You talking to me?

042705duck.jpg One of the family of mallards that moved into the stream in our front yard regards me as I arrive home Tuesday. The duck used to run when I approached. Now there is a mixture of wariness and benign acceptance of another intrusion from the human who lives up the hill.

042705duck.jpg
One of the family of mallards that moved into the stream in our front yard regards me as I arrive home Tuesday. The duck used to run when I approached. Now there is a mixture of wariness and benign acceptance of another intrusion from the human who lives up the hill.

The mallards are just part of the menagerie of animals that call our home theirs. A family of deer live in the woods behind the house and come out each morning and at dusk to graze in our front yard. A screech owl occupies a tree just outside the second-floor of the den, along with what Amy calls a “demented squirrel” and a confused woodpecker who keeps confusing Masonite with the good stuff.
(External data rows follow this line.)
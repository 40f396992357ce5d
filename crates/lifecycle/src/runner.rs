//! 라이프사이클 러너 -- 여섯 시나리오의 순차 실행과 런 집계
//!
//! [`LifecycleRunner`]는 [`SCENARIO_ORDER`]의 고정 순서로 시나리오를
//! 실행하고 [`RunReport`]를 돌려줍니다. 시나리오 간에 흐르는 상태는
//! Create가 반환한 [`CreatedObject`] 핸들 하나뿐입니다.
//!
//! 실행 규칙:
//! - List 실패는 Create를 막지 않습니다 (서로 독립적인 시나리오).
//! - Create가 id를 만들지 못하면 id가 필요한 시나리오는 모두 건너뜁니다.
//! - fail_fast가 켜지면 첫 실패 이후의 모든 시나리오를 건너뜁니다.
//! - 재시도는 없습니다. 각 시나리오는 정확히 한 번 실행됩니다.

use std::future::Future;
use std::time::Instant;

use tracing::{error, info, warn};

use restcanary_core::config::{CanaryConfig, SEED_FIXTURE_STRICT};
use restcanary_core::error::CanaryError;
use restcanary_core::report::{RunReport, SCENARIO_ORDER, ScenarioKind, ScenarioReport, Verdict};

use crate::api::ObjectsApi;
use crate::checks::{self, CreatedObject};

/// 건너뜀 사유: fail_fast 중단
const SKIP_REASON_HALTED: &str = "halted after first failure";
/// 건너뜀 사유: Create가 오브젝트 id를 만들지 못함
const SKIP_REASON_NO_OBJECT: &str = "create did not produce an object id";

/// CRUD 라이프사이클 러너
///
/// 하나의 [`ObjectsApi`] 구현 위에서 여섯 시나리오를 순서대로 실행합니다.
/// [`run`](Self::run)은 에러를 반환하지 않습니다. 전송 실패를 포함한
/// 모든 실패는 해당 시나리오의 Failed 판정으로 리포트에 기록됩니다.
pub struct LifecycleRunner<A: ObjectsApi> {
    api: A,
    base_url: String,
    strict_seed: bool,
    fail_fast: bool,
}

impl<A: ObjectsApi> LifecycleRunner<A> {
    /// 설정으로부터 러너를 생성합니다.
    pub fn new(api: A, config: &CanaryConfig) -> Self {
        Self {
            api,
            base_url: config.service.base_url.clone(),
            strict_seed: config.lifecycle.seed_fixture == SEED_FIXTURE_STRICT,
            fail_fast: config.lifecycle.fail_fast,
        }
    }

    /// 여섯 시나리오를 순서대로 실행하고 집계 리포트를 반환합니다.
    pub async fn run(&self) -> RunReport {
        let run_started = Instant::now();
        let mut report = RunReport::new(self.base_url.clone());
        let mut halted = false;

        info!(
            run_id = %report.run_id,
            base_url = %self.base_url,
            strict_seed = self.strict_seed,
            fail_fast = self.fail_fast,
            "lifecycle run started"
        );

        self.run_step(
            &mut report,
            &mut halted,
            ScenarioKind::ListObjects,
            checks::check_list_objects(&self.api, self.strict_seed),
        )
        .await;

        let halted_before_create = halted;
        let created = self.run_create_step(&mut report, &mut halted).await;

        match &created {
            Some(object) => {
                self.run_step(
                    &mut report,
                    &mut halted,
                    ScenarioKind::ReadObject,
                    checks::check_read_object(&self.api, object),
                )
                .await;
                self.run_step(
                    &mut report,
                    &mut halted,
                    ScenarioKind::ReplaceObject,
                    checks::check_replace_object(&self.api, object),
                )
                .await;
                self.run_step(
                    &mut report,
                    &mut halted,
                    ScenarioKind::AmendObject,
                    checks::check_amend_object(&self.api, object),
                )
                .await;
                self.run_step(
                    &mut report,
                    &mut halted,
                    ScenarioKind::DeleteObject,
                    checks::check_delete_object(&self.api, object),
                )
                .await;
            }
            None => {
                let reason = if halted_before_create {
                    SKIP_REASON_HALTED
                } else {
                    SKIP_REASON_NO_OBJECT
                };
                for kind in SCENARIO_ORDER {
                    if kind.requires_created_object() {
                        report.push(Self::skipped_report(kind, reason));
                    }
                }
            }
        }

        report.duration_ms = Self::elapsed_ms(run_started);
        info!(
            run_id = %report.run_id,
            passed = report.passed,
            failed = report.failed,
            skipped = report.skipped,
            duration_ms = report.duration_ms,
            verdict = %report.overall(),
            "lifecycle run finished"
        );

        report
    }

    /// 단일 시나리오를 실행하고 결과를 리포트에 추가합니다.
    ///
    /// 이미 중단된 상태면 실행하지 않고 건너뜀으로 기록합니다.
    async fn run_step<F>(
        &self,
        report: &mut RunReport,
        halted: &mut bool,
        kind: ScenarioKind,
        check: F,
    ) where
        F: Future<Output = Result<(), CanaryError>>,
    {
        if *halted {
            report.push(Self::skipped_report(kind, SKIP_REASON_HALTED));
            return;
        }

        let started = Instant::now();
        match check.await {
            Ok(()) => {
                let duration_ms = Self::elapsed_ms(started);
                info!(scenario = %kind, duration_ms, "scenario passed");
                report.push(ScenarioReport {
                    scenario: kind,
                    verdict: Verdict::Passed,
                    duration_ms,
                    detail: None,
                });
            }
            Err(e) => {
                let duration_ms = Self::elapsed_ms(started);
                error!(scenario = %kind, duration_ms, error = %e, "scenario failed");
                if self.fail_fast {
                    *halted = true;
                }
                report.push(ScenarioReport {
                    scenario: kind,
                    verdict: Verdict::Failed(e.to_string()),
                    duration_ms,
                    detail: None,
                });
            }
        }
    }

    /// Create 시나리오를 실행하고 생성된 오브젝트 핸들을 반환합니다.
    ///
    /// 다른 시나리오와 달리 성공 시 detail에 오브젝트 id를 기록합니다.
    async fn run_create_step(
        &self,
        report: &mut RunReport,
        halted: &mut bool,
    ) -> Option<CreatedObject> {
        let kind = ScenarioKind::CreateObject;
        if *halted {
            report.push(Self::skipped_report(kind, SKIP_REASON_HALTED));
            return None;
        }

        let started = Instant::now();
        match checks::check_create_object(&self.api).await {
            Ok(object) => {
                let duration_ms = Self::elapsed_ms(started);
                info!(scenario = %kind, duration_ms, object_id = %object.id, "scenario passed");
                report.push(ScenarioReport {
                    scenario: kind,
                    verdict: Verdict::Passed,
                    duration_ms,
                    detail: Some(format!("object id {}", object.id)),
                });
                Some(object)
            }
            Err(e) => {
                let duration_ms = Self::elapsed_ms(started);
                error!(scenario = %kind, duration_ms, error = %e, "scenario failed");
                if self.fail_fast {
                    *halted = true;
                }
                report.push(ScenarioReport {
                    scenario: kind,
                    verdict: Verdict::Failed(e.to_string()),
                    duration_ms,
                    detail: None,
                });
                None
            }
        }
    }

    fn skipped_report(kind: ScenarioKind, reason: &str) -> ScenarioReport {
        warn!(scenario = %kind, reason, "scenario skipped");
        ScenarioReport {
            scenario: kind,
            verdict: Verdict::Skipped(reason.to_owned()),
            duration_ms: 0,
            detail: None,
        }
    }

    fn elapsed_ms(started: Instant) -> u64 {
        u64::try_from(started.elapsed().as_millis()).unwrap_or(u64::MAX)
    }
}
A raccoon drops by occasionally to see if we might leave a trashcan outside (we don’t) and a hawk swoops down to feed once a day.

On some days we sit on the front porch and watch the deer graze or the mallards take their string of ducklings on a walk along the stream we now call Mallard Creek.

They no longer run when we walk out the door or arrive home while they are feeding. Life between these occupants of the land and the human intruders exists in a fragile peace bonded by a growing knowledge among all that none of us poses a threat to the other. As understanding increases, fear subsides, proving once again that there is much we can learn from nature.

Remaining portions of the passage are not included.